Overall, there were more quantitative studies (23/28, 82%) than qualitative studies (4/28, 14%; Table 2). There were only 4% (1/28) of mixed methods studies. The most common study type was randomized controlled trials (10/28, 36%), followed by systematic reviews (4/28, 14%), one of which included a meta-analysis. The various forms of randomized controlled trials included randomized controlled trials (7/28, 25%), prospective randomized controlled trials (2/28, 7%), and randomized controlled noninferiority trials (1/28, 4%). Other quantitative designs included repeated measures design (2/28, 7%), retrospective pre–post design (1/28, 4%), pilot study to assess feasibility (1/28, 4%), prospective parallel-group feasibility study (1/28, 4%), controlled study (1/28, 4%), prospective single-group clinical study (1/28, 4%), case series (1/28, 4%), and nonrandomized controlled trial combining a single-arm intervention cohort with historical controls (1/28, 4%). Qualitative designs included semistructured interviews (3/28, 11%). Only 4% (1/28) of studies were referred to only as a qualitative interview [53]. Mixed methods designs included 4% (1/28) of studies in which data were analyzed using a mixed methods design [60]. The remaining study design (1/28, 4%) was inadequately described [58].

Study Location

A total of 15 geographical locations were reported in all the studies. These studies covered the continents of North America (6/28, 21%), Europe (12/28, 43%), Asia (5/28, 18%), and Oceania (5/28, 18%). The North American locations were divided into Canada (2/28, 7%) and the United States (4/28, 14%). The continent of Europe included the largest number of locations, including the Netherlands (4/28, 14%), Sweden (2/28, 7%), Spain (2/28, 7%), Portugal (1/28, 4%), the United Kingdom (1/28, 4%), Italy (1/28, 4%), and Denmark (1/28, 4%). Asia contained the next most locations, comprising Nepal (1/28, 4%), Iran (1/28, 4%), Taiwan (1/28, 4%), Malaysia (1/28, 4%), and India (1/28, 4%). Oceania included only Australia (5/28, 18%).
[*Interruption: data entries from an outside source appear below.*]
//! Copyright © 2025-2026 Wenze Wei. All Rights Reserved.
//!
//! This file is part of Hdx.
//! The Hdx project belongs to the Dunimd Team.
//!
//! Licensed under the Apache License, Version 2.0 (the "License");
//! You may not use this file except in compliance with the License.
//! You may obtain a copy of the License at
//!
//!     http://www.apache.org/licenses/LICENSE-2.0
//!
//! Unless required by applicable law or agreed to in writing, software
//! distributed under the License is distributed on an "AS IS" BASIS,
//! WITHOUT WARRANTIES OR CONDITIONS OF ANY KIND, either express or implied.
//! See the License for the specific language governing permissions and
//! limitations under the License.

//! # Hdx Attribute Spec Module
//!
//! Leaf specifications: attributes, reference dtypes, and compound dtype
//! fields. Leaf specs reject unknown keys when read from YAML.

use std::fmt;

use serde::{Deserialize, Deserializer, Serialize, Serializer};

use crate::errors::{HdError, Result};
use crate::spec::dtype::{check_shape_dims, HdDimsSpec, HdDtype, HdShapeSpec};
use crate::value::HdValue;

/// Kind of reference stored by a reference-typed attribute or dataset.
#[derive(Clone, Copy, Debug, PartialEq, Eq, Hash, Serialize, Deserialize)]
#[serde(rename_all = "lowercase")]
pub enum HdRefType {
    Object,
    Region,
}

impl fmt::Display for HdRefType {
    fn fmt(&self, f: &mut fmt::Formatter<'_>) -> fmt::Result {
        match self {
            HdRefType::Object => f.write_str("object"),
            HdRefType::Region => f.write_str("region"),
        }
    }
}

/// Reference dtype: points at a container of `target_type`.
#[derive(Clone, Debug, PartialEq, Eq, Serialize, Deserialize)]
#[serde(deny_unknown_fields)]
pub struct HdRefSpec {
    pub target_type: String,
    pub reftype: HdRefType,
}

impl HdRefSpec {
    pub fn new(target_type: impl Into<String>, reftype: &str) -> Result<Self> {
        let reftype = match reftype {
            "object" => HdRefType::Object,
            "region" => HdRefType::Region,
            other => {
                return Err(HdError::schema(format!(
                    "reftype '{other}' must be 'object' or 'region'"
                )))
            }
        };
        Ok(Self {
            target_type: target_type.into(),
            reftype,
        })
    }

    pub fn is_region(&self) -> bool {
        self.reftype == HdRefType::Region
    }
}

/// One field of a compound dtype.
#[derive(Clone, Debug, PartialEq, Serialize, Deserialize)]
#[serde(deny_unknown_fields)]
pub struct HdDtypeSpec {
    pub name: String,
    pub doc: String,
    pub dtype: HdSpecDtype,
}

impl HdDtypeSpec {
    pub fn new(name: impl Into<String>, doc: impl Into<String>, dtype: HdSpecDtype) -> Result<Self> {
        if matches!(dtype, HdSpecDtype::Compound(_)) {
            return Err(HdError::schema("compound dtype fields cannot be compound"));
        }
        Ok(Self {
            name: name.into(),
            doc: doc.into(),
            dtype,
        })
    }
}

/// The `dtype` key of a spec.
#[derive(Clone, Debug, PartialEq)]
pub enum HdSpecDtype {
    Primitive(HdDtype),
    Reference(HdRefSpec),
    Compound(Vec<HdDtypeSpec>),
}

impl HdSpecDtype {
    pub fn parse(name: &str) -> Result<Self> {
        HdDtype::parse(name).map(HdSpecDtype::Primitive)
    }

    pub fn compound(fields: Vec<HdDtypeSpec>) -> Result<Self> {
        if fields.is_empty() {
            return Err(HdError::schema("compound dtype must declare at least one field"));
        }
        Ok(HdSpecDtype::Compound(fields))
    }

    pub fn primitive(&self) -> Option<HdDtype> {
        match self {
            HdSpecDtype::Primitive(dtype) => Some(*dtype),
            _ => None,
        }
    }

    pub fn reference(&self) -> Option<&HdRefSpec> {
        match self {
            HdSpecDtype::Reference(spec) => Some(spec),
            _ => None,
        }
    }

    pub fn is_reference(&self) -> bool {
        matches!(self, HdSpecDtype::Reference(_))
    }

    /// Name stored on builders for this dtype.
    pub fn builder_name(&self) -> String {
        match self {
            HdSpecDtype::Primitive(dtype) => dtype.name().to_string(),
            HdSpecDtype::Reference(spec) => spec.reftype.to_string(),
            HdSpecDtype::Compound(_) => "compound".to_string(),
        }
    }
}

impl From<HdDtype> for HdSpecDtype {
    fn from(value: HdDtype) -> Self {
        HdSpecDtype::Primitive(value)
    }
}

impl From<HdRefSpec> for HdSpecDtype {
    fn from(value: HdRefSpec) -> Self {
        HdSpecDtype::Reference(value)
    }
}

#[derive(Serialize, Deserialize)]
#[serde(untagged)]
enum RawSpecDtype {
    Name(String),
    Reference(HdRefSpec),
    Compound(Vec<HdDtypeSpec>),
}

impl Serialize for HdSpecDtype {
    fn serialize<S: Serializer>(&self, serializer: S) -> std::result::Result<S::Ok, S::Error> {
        match self {
            HdSpecDtype::Primitive(dtype) => serializer.serialize_str(dtype.name()),
            HdSpecDtype::Reference(spec) => spec.serialize(serializer),
            HdSpecDtype::Compound(fields) => fields.serialize(serializer),
        }
    }
}

impl<'de> Deserialize<'de> for HdSpecDtype {
    fn deserialize<D: Deserializer<'de>>(deserializer: D) -> std::result::Result<Self, D::Error> {
        let parsed = match RawSpecDtype::deserialize(deserializer)? {
            RawSpecDtype::Name(name) => HdSpecDtype::parse(&name),
            RawSpecDtype::Reference(spec) => Ok(HdSpecDtype::Reference(spec)),
            RawSpecDtype::Compound(fields) => HdSpecDtype::compound(fields),
        };
        parsed.map_err(serde::de::Error::custom)
    }
}

fn default_true() -> bool {
    true
}

fn is_true(value: &bool) -> bool {
    *value
}

#[derive(Clone, Serialize, Deserialize)]
#[serde(deny_unknown_fields)]
struct RawAttributeSpec {
    name: String,
    doc: String,
    dtype: HdSpecDtype,
    #[serde(default, skip_serializing_if = "Option::is_none")]
    shape: Option<HdShapeSpec>,
    #[serde(default, skip_serializing_if = "Option::is_none")]
    dims: Option<HdDimsSpec>,
    #[serde(default = "default_true", skip_serializing_if = "is_true")]
    required: bool,
    #[serde(default, skip_serializing_if = "Option::is_none")]
    value: Option<HdValue>,
    #[serde(default, skip_serializing_if = "Option::is_none")]
    default_value: Option<HdValue>,
}

/// Specification of an attribute on a group or dataset.
#[derive(Clone, Debug, PartialEq, Serialize, Deserialize)]
#[serde(try_from = "RawAttributeSpec", into = "RawAttributeSpec")]
pub struct HdAttributeSpec {
    name: String,
    doc: String,
    dtype: HdSpecDtype,
    shape: Option<HdShapeSpec>,
    dims: Option<HdDimsSpec>,
    required: bool,
    value: Option<HdValue>,
    default_value: Option<HdValue>,
}

impl TryFrom<RawAttributeSpec> for HdAttributeSpec {
    type Error = HdError;

    fn try_from(raw: RawAttributeSpec) -> Result<Self> {
        if raw.value.is_some() && raw.default_value.is_some() {
            return Err(HdError::schema(format!(
                "attribute '{}' cannot specify 'value' and 'default_value'",
                raw.name
            )));
        }
        check_shape_dims(raw.shape.as_ref(), raw.dims.as_ref())?;
        let shape = match (raw.shape, raw.dims.as_ref()) {
            (None, Some(dims)) => Some(HdShapeSpec::unconstrained_for(dims)),
            (shape, _) => shape,
        };
        Ok(Self {
            name: raw.name,
            doc: raw.doc,
            dtype: raw.dtype,
            shape,
            dims: raw.dims,
            required: raw.required,
            value: raw.value,
            default_value: raw.default_value,
        })
    }
}

impl From<HdAttributeSpec> for RawAttributeSpec {
    fn from(spec: HdAttributeSpec) -> Self {
        Self {
            name: spec.name,
            doc: spec.doc,
            dtype: spec.dtype,
            shape: spec.shape,
            dims: spec.dims,
            required: spec.required,
            value: spec.value,
            default_value: spec.default_value,
        }
    }
}

impl HdAttributeSpec {
    pub fn builder(name: impl Into<String>, doc: impl Into<String>) -> HdAttributeSpecBuilder {
        HdAttributeSpecBuilder {
            raw: RawAttributeSpec {
                name: name.into(),
                doc: doc.into(),
                dtype: HdSpecDtype::Primitive(HdDtype::Text),
                shape: None,
                dims: None,
                required: true,
                value: None,
                default_value: None,
            },
            dtype_error: None,
        }
    }

    pub fn name(&self) -> &str {
        &self.name
    }

    pub fn doc(&self) -> &str {
        &self.doc
    }

    pub fn dtype(&self) -> &HdSpecDtype {
        &self.dtype
    }

    pub fn shape(&self) -> Option<&HdShapeSpec> {
        self.shape.as_ref()
    }

    pub fn dims(&self) -> Option<&HdDimsSpec> {
        self.dims.as_ref()
    }

    pub fn required(&self) -> bool {
        self.required
    }

    pub fn value(&self) -> Option<&HdValue> {
        self.value.as_ref()
    }

    pub fn default_value(&self) -> Option<&HdValue> {
        self.default_value.as_ref()
    }

    /// Copies `shape`/`dims` from an ancestor attribute when this one
    /// declares neither.
    pub(crate) fn inherit_shape_from(&mut self, ancestor: &HdAttributeSpec) {
        if self.shape.is_none() && self.dims.is_none() {
            self.shape = ancestor.shape.clone();
            self.dims = ancestor.dims.clone();
        }
    }
}

/// Builder for [`HdAttributeSpec`]; validation happens in [`build`](Self::build).
#[derive(Clone)]
pub struct HdAttributeSpecBuilder {
    raw: RawAttributeSpec,
    dtype_error: Option<HdError>,
}

impl HdAttributeSpecBuilder {
    pub fn dtype(mut self, dtype: &str) -> Self {
        match HdSpecDtype::parse(dtype) {
            Ok(parsed) => self.raw.dtype = parsed,
            Err(err) => self.dtype_error = Some(err),
        }
        self
    }

    pub fn spec_dtype(mut self, dtype: HdSpecDtype) -> Self {
        self.raw.dtype = dtype;
        self
    }

    pub fn shape(mut self, shape: HdShapeSpec) -> Self {
        self.raw.shape = Some(shape);
        self
    }

    pub fn dims(mut self, dims: HdDimsSpec) -> Self {
        self.raw.dims = Some(dims);
        self
    }

    pub fn required(mut self, required: bool) -> Self {
        self.raw.required = required;
        self
    }

    pub fn value(mut self, value: impl Into<HdValue>) -> Self {
        self.raw.value = Some(value.into());
        self
    }

    pub fn default_value(mut self, value: impl Into<HdValue>) -> Self {
        self.raw.default_value = Some(value.into());
        self
    }

    pub fn build(self) -> Result<HdAttributeSpec> {
        if let Some(err) = self.dtype_error {
            return Err(err);
        }
        HdAttributeSpec::try_from(self.raw)
    }
}

#[cfg(test)]
mod tests {
    use super::*;

    #[test]
    fn value_and_default_value_conflict() {
        let err = HdAttributeSpec::builder("attr1", "an attribute")
            .value("a")
            .default_value("b")
            .build()
            .unwrap_err();
        assert!(matches!(err, HdError::Schema { .. }));
    }

    #[test]
    fn dims_only_implies_unconstrained_shape() {
        let spec = HdAttributeSpec::builder("attr1", "an attribute")
            .dtype("int")
            .dims(HdDimsSpec::Single(vec!["x".into(), "y".into()]))
            .build()
            .unwrap();
        assert_eq!(spec.shape(), Some(&HdShapeSpec::Single(vec![None, None])));
    }

    #[test]
    fn unknown_keys_are_rejected() {
        let yaml = "name: attr1\ndoc: an attribute\ndtype: text\ncolour: red\n";
        assert!(serde_yaml::from_str::<HdAttributeSpec>(yaml).is_err());
    }

    #[test]
    fn reference_dtype_from_yaml() {
        let yaml = "name: attr1\ndoc: a ref\ndtype:\n  target_type: Foo\n  reftype: object\n";
        let spec: HdAttributeSpec = serde_yaml::from_str(yaml).unwrap();
        assert_eq!(spec.dtype().reference().unwrap().target_type, "Foo");
        assert!(HdRefSpec::new("Foo", "pointer").is_err());
    }
}
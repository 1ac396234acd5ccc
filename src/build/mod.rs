//! Copyright © 2025-2026 Wenze Wei. All Rights Reserved.
//!
//! This file is part of Hdx.
//! The Hdx project belongs to the Dunimd Team.
//!
//! Licensed under the Apache License, Version 2.0 (the "License");
//! You may not use this file except in compliance with the License.
//! You may obtain a copy of the License at
//!
//!     http://www.apache.org/licenses/LICENSE-2.0
//!
//! Unless required by applicable law or agreed to in writing, software
//! distributed under the License is distributed on an "AS IS" BASIS,
//! WITHOUT WARRANTIES OR CONDITIONS OF ANY KIND, either express or implied.
//! See the License for the specific language governing permissions and
//! limitations under the License.

//! # Hdx Build Module
//!
//! Translation between container graphs and builder trees: the builder
//! arena storage backends read and write, the per-type object mappers, and
//! the manager that drives whole-graph passes.

pub mod builders;
pub mod manager;
pub mod objectmapper;

pub use builders::{HdBuilderId, HdBuilderKind, HdBuilderNode, HdBuilderTree, HdBuilderValue, HdReference};
pub use manager::{HdBuildManager, HdBuildOptions, HdTypeMap};
pub use objectmapper::{
    HdConstructorArgHook, HdMapperProfile, HdObjectAttrHook, HdObjectMapper, HdOverride, HdSpecKey,
};
impl HdNamespaceCatalog {
    pub fn new() -> Self {
        Self::default()
    }

    pub fn with_config(mut self, config: HdNamespaceConfig) -> Self {
        self.config = config;
        self
    }

    pub fn config(&self) -> &HdNamespaceConfig {
        &self.config
    }

    /// Loads a namespace document with the configured resolution mode.
    pub fn load(&mut self, namespace_path: impl AsRef<Path>) -> Result<HdNamespaceDeps> {
        let resolve = self.config.resolve;
        self.load_namespaces(namespace_path, resolve)
    }

    /// Loads every namespace in a YAML namespace document, reading schema
    /// sources relative to the document's directory.
    pub fn load_namespaces(&mut self, namespace_path: impl AsRef<Path>, resolve: bool) -> Result<HdNamespaceDeps> {
        let namespace_path = namespace_path.as_ref();
        if !namespace_path.exists() {
            return Err(HdError::Io(format!(
                "namespace file '{}' not found",
                namespace_path.display()
            )));
        }
        let indir = namespace_path.parent().map(Path::to_path_buf).unwrap_or_default();
        let reader = HdYamlSpecReader::new(indir);
        self.load_namespaces_with_reader(namespace_path, resolve, &reader)
    }

    pub fn load_namespaces_with_reader(
        &mut self,
        namespace_path: &Path,
        resolve: bool,
        reader: &dyn HdSpecReader,
    ) -> Result<HdNamespaceDeps> {
        let file_name = namespace_path.file_name().map(PathBuf::from).unwrap_or_default();
        let path_key = reader.source().join(file_name);
        if let Some(cached) = self.included_specs.get(&path_key) {
            log::debug!("namespace document '{}' already loaded", path_key.display());
            return Ok(cached.clone());
        }

        let mut to_load = Vec::new();
        for raw in reader.read_namespace(namespace_path)? {
            let info = self.parse_info(raw)?;
            match self.namespaces.get(&info.name) {
                Some(existing) if existing.same_content(&info, &self.config.unversioned) => {
                    log::debug!("namespace '{}' is already loaded", info.name);
                }
                Some(existing) => {
                    return Err(HdError::catalog(format!(
                        "namespace '{}' from '{}' (version {}) differs from the loaded version {}",
                        info.name,
                        namespace_path.display(),
                        info.version.as_deref().unwrap_or(&self.config.unversioned),
                        existing.version()
                    )));
                }
                None => to_load.push(info),
            }
        }

        let mut loaded = HdNamespaceDeps::new();
        for info in to_load {
            let name = info.name.clone();
            let included = self.load_namespace(info, reader, resolve)?;
            log::info!("loaded namespace '{name}' from '{}'", namespace_path.display());
            loaded.insert(name, included);
        }
        self.included_specs.insert(path_key, loaded.clone());
        Ok(loaded)
    }

    fn parse_info(&self, mut raw: serde_yaml::Value) -> Result<HdNamespaceInfo> {
        if self.config.types_key != DEFAULT_TYPES_KEY {
            if let Some(schema) = raw.get_mut("schema").and_then(serde_yaml::Value::as_sequence_mut) {
                for entry in schema {
                    if let Some(mapping) = entry.as_mapping_mut() {
                        if let Some(types) = mapping.remove(self.config.types_key.as_str()) {
                            mapping.insert(DEFAULT_TYPES_KEY.into(), types);
                        }
                    }
                }
            }
        }
        Ok(serde_yaml::from_value(raw)?)
    }

    fn load_namespace(
        &mut self,
        info: HdNamespaceInfo,
        reader: &dyn HdSpecReader,
        resolve: bool,
    ) -> Result<IndexMap<String, Vec<String>>> {
        // Validate the descriptive fields before touching any schema source.
        let namespace = HdSpecNamespace::new(info, HdSpecCatalog::new(), &self.config.unversioned)?;
        let name = namespace.name().to_string();
        let mut catalog = HdSpecCatalog::new();
        let mut included = IndexMap::new();

        for entry in namespace.schema() {
            let types_to_load: Option<BTreeSet<String>> =
                entry.data_types.as_ref().map(|types| types.iter().cloned().collect());
            if let Some(source) = &entry.source {
                self.load_spec_file(reader, source, &mut catalog, types_to_load.as_ref(), resolve)?;
                self.included_sources
                    .entry(name.clone())
                    .or_default()
                    .push(source.clone());
            } else if let Some(included_name) = &entry.namespace {
                let included_ns = self.namespaces.get(included_name).ok_or_else(|| {
                    HdError::catalog(format!("Could not load namespace '{included_name}'"))
                })?;
                let types: Vec<String> = match &types_to_load {
                    Some(types) => types.iter().cloned().collect(),
                    None => included_ns
                        .get_registered_types()
                        .into_iter()
                        .map(str::to_string)
                        .collect(),
                };
                let mut registered = BTreeSet::new();
                for data_type in &types {
                    register_type(data_type, included_ns, &mut catalog, &mut registered)?;
                }
                included.insert(included_name.clone(), registered.into_iter().collect());
            }
        }

        let namespace = HdSpecNamespace {
            info: namespace.info,
            catalog,
        };
        self.namespaces.insert(name, namespace);
        Ok(included)
    }

    fn load_spec_file(
        &mut self,
        reader: &dyn HdSpecReader,
        source: &str,
        catalog: &mut HdSpecCatalog,
        types_to_load: Option<&BTreeSet<String>>,
        resolve: bool,
    ) -> Result<Vec<String>> {
        if self.loaded_specs.contains_key(source) {
            return Err(HdError::catalog(format!("spec source '{source}' already loaded")));
        }
        let file = reader.read_spec(source)?;
        let specs = file
            .datasets
            .into_iter()
            .map(HdSpec::Dataset)
            .chain(file.groups.into_iter().map(HdSpec::Group));

        let mut registered = Vec::new();
        for spec in specs {
            let Some(def) = spec.data_type_def() else {
                return Err(HdError::schema(format!(
                    "No data type def key found in spec {source}"
                )));
            };
            if types_to_load.is_some_and(|types| !types.contains(def)) {
                continue;
            }
            let spec = if resolve { resolve_spec(&spec, catalog)? } else { spec };
            for name in catalog.auto_register(spec, source)? {
                if !registered.contains(&name) {
                    registered.push(name);
                }
            }
        }
        self.loaded_specs.insert(source.to_string(), registered.clone());
        Ok(registered)
    }

    /// Adds an already built namespace.
    pub fn add_namespace(&mut self, namespace: HdSpecNamespace) -> Result<()> {
        let name = namespace.name().to_string();
        if self.namespaces.contains_key(&name) {
            return Err(HdError::catalog(format!("namespace '{name}' already exists")));
        }
        let catalog = namespace.catalog();
        for data_type in catalog.get_registered_types() {
            let source = catalog.get_spec_source_file(data_type)?;
            let types = self.loaded_specs.entry(source.to_string()).or_default();
            if !types.iter().any(|known| known == data_type) {
                types.push(data_type.to_string());
            }
        }
        self.included_sources
            .insert(name.clone(), namespace.get_source_files().into_iter().map(str::to_string).collect());
        self.namespaces.insert(name, namespace);
        Ok(())
    }

    /// Adds every namespace of `other` not loaded here. A namespace loaded
    /// in both with different content is an error.
    pub fn merge(&mut self, other: &HdNamespaceCatalog) -> Result<()> {
        for namespace in other.namespaces.values() {
            match self.namespaces.get(namespace.name()) {
                Some(existing) if existing.same_content(namespace.info(), &self.config.unversioned) => {}
                Some(existing) => {
                    return Err(HdError::catalog(format!(
                        "cannot merge namespace '{}' version {} into version {}",
                        namespace.name(),
                        namespace.version(),
                        existing.version()
                    )));
                }
                None => self.add_namespace(namespace.clone())?,
            }
        }
        Ok(())
    }

    pub fn namespaces(&self) -> Vec<&str> {
        self.namespaces.keys().map(String::as_str).collect()
    }

    pub fn get_namespace(&self, name: &str) -> Result<&HdSpecNamespace> {
        self.namespaces
            .get(name)
            .ok_or_else(|| HdError::lookup(format!("'{name}' not a namespace")))
    }

    pub fn get_spec(&self, namespace: &str, data_type: &str) -> Result<&HdSpec> {
        self.get_namespace(namespace)?.get_spec(data_type)
    }

    pub fn get_hierarchy(&self, namespace: &str, data_type: &str) -> Result<Vec<String>> {
        self.get_namespace(namespace)?.get_hierarchy(data_type)
    }

    /// True when `parent` appears in the hierarchy of `data_type`.
    pub fn is_sub_data_type(&self, namespace: &str, data_type: &str, parent: &str) -> Result<bool> {
        Ok(self
            .get_hierarchy(namespace, data_type)?
            .iter()
            .any(|ancestor| ancestor == parent))
    }

    /// Every schema source loaded so far.
    pub fn get_sources(&self) -> Vec<&str> {
        self.loaded_specs.keys().map(String::as_str).collect()
    }

    pub fn get_namespace_sources(&self, namespace: &str) -> Result<Vec<&str>> {
        self.get_namespace(namespace)?;
        Ok(self
            .included_sources
            .get(namespace)
            .map(|sources| sources.iter().map(String::as_str).collect())
            .unwrap_or_default())
    }

    /// Types registered from `source`; empty for unknown sources.
    pub fn get_types(&self, source: &str) -> Vec<&str> {
        self.loaded_specs
            .get(source)
            .map(|types| types.iter().map(String::as_str).collect())
            .unwrap_or_default()
    }
}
Intervention Characteristics

Despite all studies stating mHealth as part of the intervention, a significant number of studies failed to adequately describe the input of mHealth to the extent that it would be reproducible. Several studies reported the intervention as being an exercise program delivered to the patient’s home; however, the exact nature of these protocols was not described in sufficient detail. Those studies that provided enough detail described the elements of strengthening [48,56,57,59,73] and stretching [48,56]. One of the studies described walking exercises [73], whereas another study included education, cognitive behavioral therapy, weight loss, and psychosocial support as part of the intervention [62]. Other studies explored the use of mHealth as an adjunct to physiotherapy assessment [58,60,68,70] to assess the inter- and intrareliability of remote assessments using telerehabilitation technologies.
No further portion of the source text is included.